Exactly reproduce the data from its first line through the line with "Unparses an AST back to a string representation", leaving out every line after it.

********************

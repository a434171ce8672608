/**
 * Unparser
 *
 * Converts an AST back to a string representation.
 * This is used for testing the parser.
 *
 * Mirrors angular/packages/compiler/test/expression_parser/utils/unparser.ts
 */
use angular_compiler::expression_parser::ast::*;

/// Quote regular expression pattern for escaping
const QUOTE_CHAR: char = '"';

/// Unparses an AST back to a string representation
pub fn unparse(ast: &AST) -> String {
    let mut unparser = Unparser::new();
    unparser.visit(ast);
    unparser.expression
}

struct Unparser {
    expression: String,
}

impl Unparser {
    fn new() -> Self {
        Unparser {
            expression: String::new(),
        }
    }

    fn visit(&mut self, ast: &AST) {
        match ast {
            AST::PropertyRead(node) => self.visit_property_read(node),
            AST::PropertyWrite(node) => self.visit_property_write(node),
            AST::SafePropertyRead(node) => self.visit_safe_property_read(node),
            AST::KeyedRead(node) => self.visit_keyed_read(node),
            AST::KeyedWrite(node) => self.visit_keyed_write(node),
            AST::SafeKeyedRead(node) => self.visit_safe_keyed_read(node),
            AST::Call(node) => self.visit_call(node),
            AST::SafeCall(node) => self.visit_safe_call(node),
            AST::Binary(node) => self.visit_binary(node),
            AST::Unary(node) => self.visit_unary(node),
            AST::Conditional(node) => self.visit_conditional(node),
            AST::Chain(node) => self.visit_chain(node),
            AST::LiteralPrimitive(node) => self.visit_literal_primitive(node),
            AST::LiteralArray(node) => self.visit_literal_array(node),
            AST::LiteralMap(node) => self.visit_literal_map(node),
            AST::Interpolation(node) => self.visit_interpolation(node),
            AST::PrefixNot(node) => self.visit_prefix_not(node),
            AST::NonNullAssert(node) => self.visit_non_null_assert(node),
            AST::BindingPipe(node) => self.visit_pipe(node),
            AST::ImplicitReceiver(_) => self.visit_implicit_receiver(),
            AST::ThisReceiver(_) => self.visit_this_receiver(),
            AST::TypeofExpression(node) => self.visit_typeof_expression(node),
            AST::VoidExpression(node) => self.visit_void_expression(node),
            AST::EmptyExpr(_) => {}
            AST::TemplateLiteral(node) => self.visit_template_literal(node),
            AST::TaggedTemplateLiteral(node) => self.visit_tagged_template_literal(node),
            AST::ParenthesizedExpression(node) => self.visit_parenthesized_expression(node),
            AST::RegularExpressionLiteral(node) => self.visit_regular_expression_literal(node),
        }
    }

    fn visit_property_read(&mut self, ast: &PropertyRead) {
        self.visit(&ast.receiver);
        // If receiver was ImplicitReceiver (empty), just add name
        // Otherwise add dot notation
        if self.is_implicit_receiver(&ast.receiver) {
            self.expression.push_str(&ast.name);
        } else {
            self.expression.push('.');
            self.expression.push_str(&ast.name);
        }
    }

    fn visit_property_write(&mut self, ast: &PropertyWrite) {
        self.visit(&ast.receiver);
        if self.is_implicit_receiver(&ast.receiver) {
            self.expression.push_str(&ast.name);
        } else {
            self.expression.push('.');
            self.expression.push_str(&ast.name);
        }
        self.expression.push_str(" = ");
        self.visit(&ast.value);
    }

    fn visit_safe_property_read(&mut self, ast: &SafePropertyRead) {
        self.visit(&ast.receiver);
        self.expression.push_str("?.");
        self.expression.push_str(&ast.name);
    }

    fn visit_keyed_read(&mut self, ast: &KeyedRead) {
        self.visit(&ast.receiver);
        self.expression.push('[');
        self.visit(&ast.key);
        self.expression.push(']');
    }

    fn visit_keyed_write(&mut self, ast: &KeyedWrite) {
        self.visit(&ast.receiver);
        self.expression.push('[');
        self.visit(&ast.key);
        self.expression.push_str("] = ");
        self.visit(&ast.value);
    }

    fn visit_safe_keyed_read(&mut self, ast: &SafeKeyedRead) {
        self.visit(&ast.receiver);
        self.expression.push_str("?.[");
        self.visit(&ast.key);
        self.expression.push(']');
    }

    fn visit_call(&mut self, ast: &Call) {
        self.visit(&ast.receiver);
        self.expression.push('(');
        let mut is_first = true;
        for arg in &ast.args {
            if !is_first {
                self.expression.push_str(", ");
            }
            is_first = false;
            self.visit(arg);
        }
        self.expression.push(')');
    }

    fn visit_safe_call(&mut self, ast: &SafeCall) {
        self.visit(&ast.receiver);
        self.expression.push_str("?.(");
        let mut is_first = true;
        for arg in &ast.args {
            if !is_first {
                self.expression.push_str(", ");
            }
            is_first = false;
            self.visit(arg);
        }
        self.expression.push(')');
    }

    fn visit_binary(&mut self, ast: &Binary) {
        self.visit(&ast.left);
        self.expression.push(' ');
        self.expression.push_str(&ast.operation);
        self.expression.push(' ');
        self.visit(&ast.right);
    }

    fn visit_unary(&mut self, ast: &Unary) {
        self.expression.push_str(&ast.operator);
        self.visit(&ast.expr);
    }

    fn visit_conditional(&mut self, ast: &Conditional) {
        self.visit(&ast.condition);
        self.expression.push_str(" ? ");
        self.visit(&ast.true_exp);
        self.expression.push_str(" : ");
        self.visit(&ast.false_exp);
    }

    fn visit_chain(&mut self, ast: &Chain) {
        let len = ast.expressions.len();
        for (i, expr) in ast.expressions.iter().enumerate() {
            self.visit(expr);
            if i == len - 1 {
                self.expression.push(';');
            } else {
                self.expression.push_str("; ");
            }
        }
    }

    fn visit_literal_primitive(&mut self, ast: &LiteralPrimitive) {
        match ast {
            LiteralPrimitive::String { value, .. } => {
                // TypeScript unparser uses double quotes and escapes double quotes
                let escaped = value.replace(QUOTE_CHAR, "\"");
                self.expression.push('"');
                self.expression.push_str(&escaped);
                self.expression.push('"');
            }
            LiteralPrimitive::Number { value, .. } => {
                self.expression.push_str(&value.to_string());
            }
            LiteralPrimitive::Boolean { value, .. } => {
                self.expression.push_str(&value.to_string());
            }
            LiteralPrimitive::Null { .. } => {
                self.expression.push_str("null");
            }
            LiteralPrimitive::Undefined { .. } => {
                self.expression.push_str("undefined");
            }
        }
    }

    fn visit_literal_array(&mut self, ast: &LiteralArray) {
        self.expression.push('[');
        let mut is_first = true;
        for expr in &ast.expressions {
            if !is_first {
                self.expression.push_str(", ");
            }
            is_first = false;
            self.visit(expr);
        }
        self.expression.push(']');
    }

    fn visit_literal_map(&mut self, ast: &LiteralMap) {
        self.expression.push('{');
        let mut is_first = true;
        for (key, value) in ast.keys.iter().zip(ast.values.iter()) {
            if !is_first {
                self.expression.push_str(", ");
            }
            is_first = false;
            // TypeScript uses JSON.stringify for quoted keys (which produces double quotes)
            if key.quoted {
                self.expression.push('"');
                self.expression.push_str(&key.key);
                self.expression.push('"');
            } else {
                self.expression.push_str(&key.key);
            }
            self.expression.push_str(": ");
            self.visit(value);
        }
        self.expression.push('}');
    }

    fn visit_interpolation(&mut self, ast: &Interpolation) {
        for i in 0..ast.strings.len() {
            self.expression.push_str(&ast.strings[i]);
            if i < ast.expressions.len() {
                self.expression.push_str("{{ ");
                self.visit(&ast.expressions[i]);
                self.expression.push_str(" }}");
            }
        }
    }

    fn visit_prefix_not(&mut self, ast: &PrefixNot) {
        self.expression.push('!');
        self.visit(&ast.expression);
    }

    fn visit_non_null_assert(&mut self, ast: &NonNullAssert) {
        self.visit(&ast.expression);
        self.expression.push('!');
    }

    fn visit_pipe(&mut self, ast: &BindingPipe) {
        // TypeScript unparser wraps pipe in parentheses
        self.expression.push('(');
        self.visit(&ast.exp);
        self.expression.push_str(" | ");
        self.expression.push_str(&ast.name);
        for arg in &ast.args {
            self.expression.push(':');
            self.visit(arg);
        }
        self.expression.push(')');
    }

    fn visit_implicit_receiver(&mut self) {
        // TypeScript: visitImplicitReceiver does nothing (returns empty)
    }

    fn visit_this_receiver(&mut self) {
        // TypeScript: visitThisReceiver does nothing (returns empty)
    }

    fn visit_typeof_expression(&mut self, ast: &TypeofExpression) {
        self.expression.push_str("typeof ");
        self.visit(&ast.expression);
    }

    fn visit_void_expression(&mut self, ast: &VoidExpression) {
        self.expression.push_str("void ");
        self.visit(&ast.expression);
    }

    fn visit_template_literal(&mut self, ast: &TemplateLiteral) {
        self.expression.push('`');
        for i in 0..ast.elements.len() {
            self.visit_template_literal_element(&ast.elements[i]);
            if i < ast.expressions.len() {
                self.expression.push_str("${");
                self.visit(&ast.expressions[i]);
                self.expression.push('}');
            }
        }
        self.expression.push('`');
    }

    fn visit_template_literal_element(&mut self, ast: &TemplateLiteralElement) {
        self.expression.push_str(&ast.text);
    }

    fn visit_tagged_template_literal(&mut self, ast: &TaggedTemplateLiteral) {
        self.visit(&ast.tag);
        self.visit_template_literal(&ast.template);
    }

    fn visit_parenthesized_expression(&mut self, ast: &ParenthesizedExpression) {
        self.expression.push('(');
        self.visit(&ast.expression);
        self.expression.push(')');
    }

    fn visit_regular_expression_literal(&mut self, ast: &RegularExpressionLiteral) {
        self.expression.push('/');
        self.expression.push_str(&ast.body);
        self.expression.push('/');
        if let Some(flags) = &ast.flags {
            self.expression.push_str(flags);
        }
    }

    /// Helper to check if an AST is an ImplicitReceiver (returns empty string when visited)
    fn is_implicit_receiver(&self, ast: &AST) -> bool {
        matches!(ast, AST::ImplicitReceiver(_) | AST::ThisReceiver(_))
    }
}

********************

TASK ANSWER.
repository a434171ce8672608
/**
 * Unparser
 *
 * Converts an AST back to a string representation.
 * This is used for testing the parser.
 *
 * Mirrors angular/packages/compiler/test/expression_parser/utils/unparser.ts
 */
use angular_compiler::expression_parser::ast::*;

/// Quote regular expression pattern for escaping
const QUOTE_CHAR: char = '"';

/// Unparses an AST back to a string representation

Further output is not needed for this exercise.